The so-called “solutions” some in the sport offer–mandating horses to race past age four–no doubt cause marketing people at dozens of racetracks to salivate. But they're non-starters. They are never going to happen.
I think some in the sport have figured out horse racing's value as a marketing vehicle lies not in equine stars, but in event marketing.
“Big Days” are happening for a reason.
That's fine for the big venues, but what can smaller venues do? For them, my advice is simple: Focus less on attracting a star horse to an event by adding huge money to a purse, or wringing hands over an appearance fee. Instead, focus with every fiber of your being, on the event itself.
I believe there are three big benefits to such a strategy:
i) When your track creates and brands an event, the event feeds itself and breaks new ground with partnerships and new revenue streams. These can be honed and expanded year after year (regardless of what trainer, horse, or riders show up).
ii) Politicians are watching. I have had more than one conversation with political types who saw a successful horse racing event in his or her town or city, where they beamed that their vote for slot money was a smart vote. Slots in some states are a livelihood and it needs to be kept in mind.
iii) In the simulcast world, there is a big opportunity to
introduce your racetrack to bettors
If we need examples of this strategy and its value, there are some.
In little Prince Edward Island (population under 130,000) they link a harness racing event each August with the town fair. Over 25,000 people show up to watch a race for a purse of only $60,000, and horsemen from all over the east coast of Canada and the U.S. ship their horses to be a part of it. This event is a partnership between a city, a racetrack and a provincial (state) government. It's intertwined with tourism, gaming, and sponsorships with private industry. Everyone gets involved to make it special, and special it is. Can your track copy this model?

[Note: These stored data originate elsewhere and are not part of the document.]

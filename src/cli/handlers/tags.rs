//! Tag command handlers (tags, set-tags, add-tags, remove-tags).

use anyhow::{Context, Result};
use std::collections::HashSet;
use std::io::Write;

use super::tags_from_args;
use crate::app::{NotesApp, SearchKind};
use crate::cli::output::write_tags;
use crate::cli::{SetTagsArgs, TagEditArgs, TagsArgs};

pub fn handle_tags<W: Write>(args: &TagsArgs, app: &NotesApp, out: &mut W) -> Result<()> {
    let tags: Vec<(String, Option<usize>)> = match &args.note {
        Some(note) => app
            .note_tags(note)
            .with_context(|| format!("failed to read tags of '{}'", note))?
            .into_iter()
            .map(|tag| (tag, None))
            .collect(),
        None => app
            .all_tags()
            .into_iter()
            .map(|tag| {
                let count = args.counts.then(|| tagged_note_count(app, tag));
                (tag.to_string(), count)
            })
            .collect(),
    };

    write_tags(out, &tags, args.format)?;
    Ok(())
}

pub fn handle_set_tags<W: Write>(args: &SetTagsArgs, app: &mut NotesApp, out: &mut W) -> Result<()> {
    let tags = tags_from_args(&args.tags);
    app.update_note_tags(&args.note, tags)
        .with_context(|| format!("failed to set tags on '{}'", args.note))?;
    print_tags(&args.note, app, out)
}

pub fn handle_add_tags<W: Write>(args: &TagEditArgs, app: &mut NotesApp, out: &mut W) -> Result<()> {
    let tags = tags_from_args(&args.tags);
    app.add_tags_to_note(&args.note, &tags)
        .with_context(|| format!("failed to add tags to '{}'", args.note))?;
    print_tags(&args.note, app, out)
}

pub fn handle_remove_tags<W: Write>(
    args: &TagEditArgs,
    app: &mut NotesApp,
    out: &mut W,
) -> Result<()> {
    let tags = tags_from_args(&args.tags);
    app.remove_tags_from_note(&args.note, &tags)
        .with_context(|| format!("failed to remove tags from '{}'", args.note))?;
    print_tags(&args.note, app, out)
}

/// Counts distinct notes carrying `tag`. A note listing the tag in two
/// casings counts once.
fn tagged_note_count(app: &NotesApp, tag: &str) -> usize {
    app.search(tag, SearchKind::Tag)
        .into_iter()
        .map(|note| note.path())
        .collect::<HashSet<_>>()
        .len()
}

fn print_tags<W: Write>(note: &str, app: &NotesApp, out: &mut W) -> Result<()> {
    let tags = app.note_tags(note)?;
    if tags.is_empty() {
        writeln!(out, "{note}: no tags")?;
    } else {
        writeln!(out, "{note}: {}", tags.join(", "))?;
    }
    Ok(())
}
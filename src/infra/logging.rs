//! Logger handle injected into the store and the application facade.
//!
//! Library code never reaches for a global logger. Whoever builds a
//! [`FileStore`](crate::infra::FileStore) or [`NotesApp`](crate::app::NotesApp)
//! decides where diagnostics go; the default drops them.

use std::sync::Arc;

/// Sink for diagnostic messages.
pub trait Logger: Send + Sync {
    /// Called for step-by-step tracing of storage operations.
    fn debug(&self, message: &str);
    /// Called when something was skipped but the operation carried on.
    fn warn(&self, message: &str);
}

/// A logger that discards everything.
#[derive(Debug, Default, Clone, Copy)]
pub struct NoopLogger;

impl Logger for NoopLogger {
    fn debug(&self, _message: &str) {}
    fn warn(&self, _message: &str) {}
}

/// Forwards messages to the `log` crate macros.
///
/// The binary pairs this with `env_logger`.
#[derive(Debug, Default, Clone, Copy)]
pub struct LogFacade;

impl Logger for LogFacade {
    fn debug(&self, message: &str) {
        log::debug!("{message}");
    }

    fn warn(&self, message: &str) {
        log::warn!("{message}");
    }
}

/// Returns a shared no-op logger.
pub fn noop_logger() -> Arc<dyn Logger> {
    Arc::new(NoopLogger)
}
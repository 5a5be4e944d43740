//! Core types: Note, Metadata, and tag list operations

mod metadata;
mod note;
mod tags;

pub use metadata::Metadata;
pub use note::{META_SUFFIX, NOTE_SUFFIX, Note, has_note_suffix, meta_path_for};
pub use tags::{merge_tags, parse_tag_list, remove_tags};
use std::process::ExitCode;

fn main() -> ExitCode {
    if let Err(err) = notes::run() {
        eprintln!("error: {err:#}");
        return ExitCode::FAILURE;
    }
    ExitCode::SUCCESS
}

In Minnesota, over 20,000 fans make it out to Canterbury Park for a couple of cards a summer. Ensuring this small track remains in the eye of Minnesota politicians is crucial, and it's all hands on deck. What are they doing at Canterbury that you can do?
Sponsorships and partnerships are great, but what about a betting product? Woodbine Entertainment garnered the highest handle for a harness racing card in Canada's history at a big event day recently. Over $2 million of the almost $6 million in handle were because of a mandatory payout.
Can your track use marketing money (slots money in many cases) to seed a superfecta pool for your event, creating a negative takeout pool for bettors to take advantage of? If your track has a jackpot bet, what about mandatory payout day on your big day? Instead of adding $200,000 to a purse to attract horses who likely will not move the betting needle, what can $200,000 do added to the betting pools in a creative way?
The National Football league is having television rating issues this fall. For a sport that's married to marketing its stars for viewership and attendance with those stars absent, it's a huge problem.
Racing's sports marketing is not dependent on its stars, because star horses race for seasons, not years. Wishing and hoping that changes, is, in my view, not wise. Racing's on-track attendance and viewership (along with added goodwill to state and city politicos) is dependent on events.
Making events special, incrementally improving them, and being more and more creative to bring people out to the track is important for more than just the event itself–it's good for the long-term health of horse racing.
Dean Towers is a board member of the Horseplayers Association of North America and a director of a Toronto-based digital marketing firm.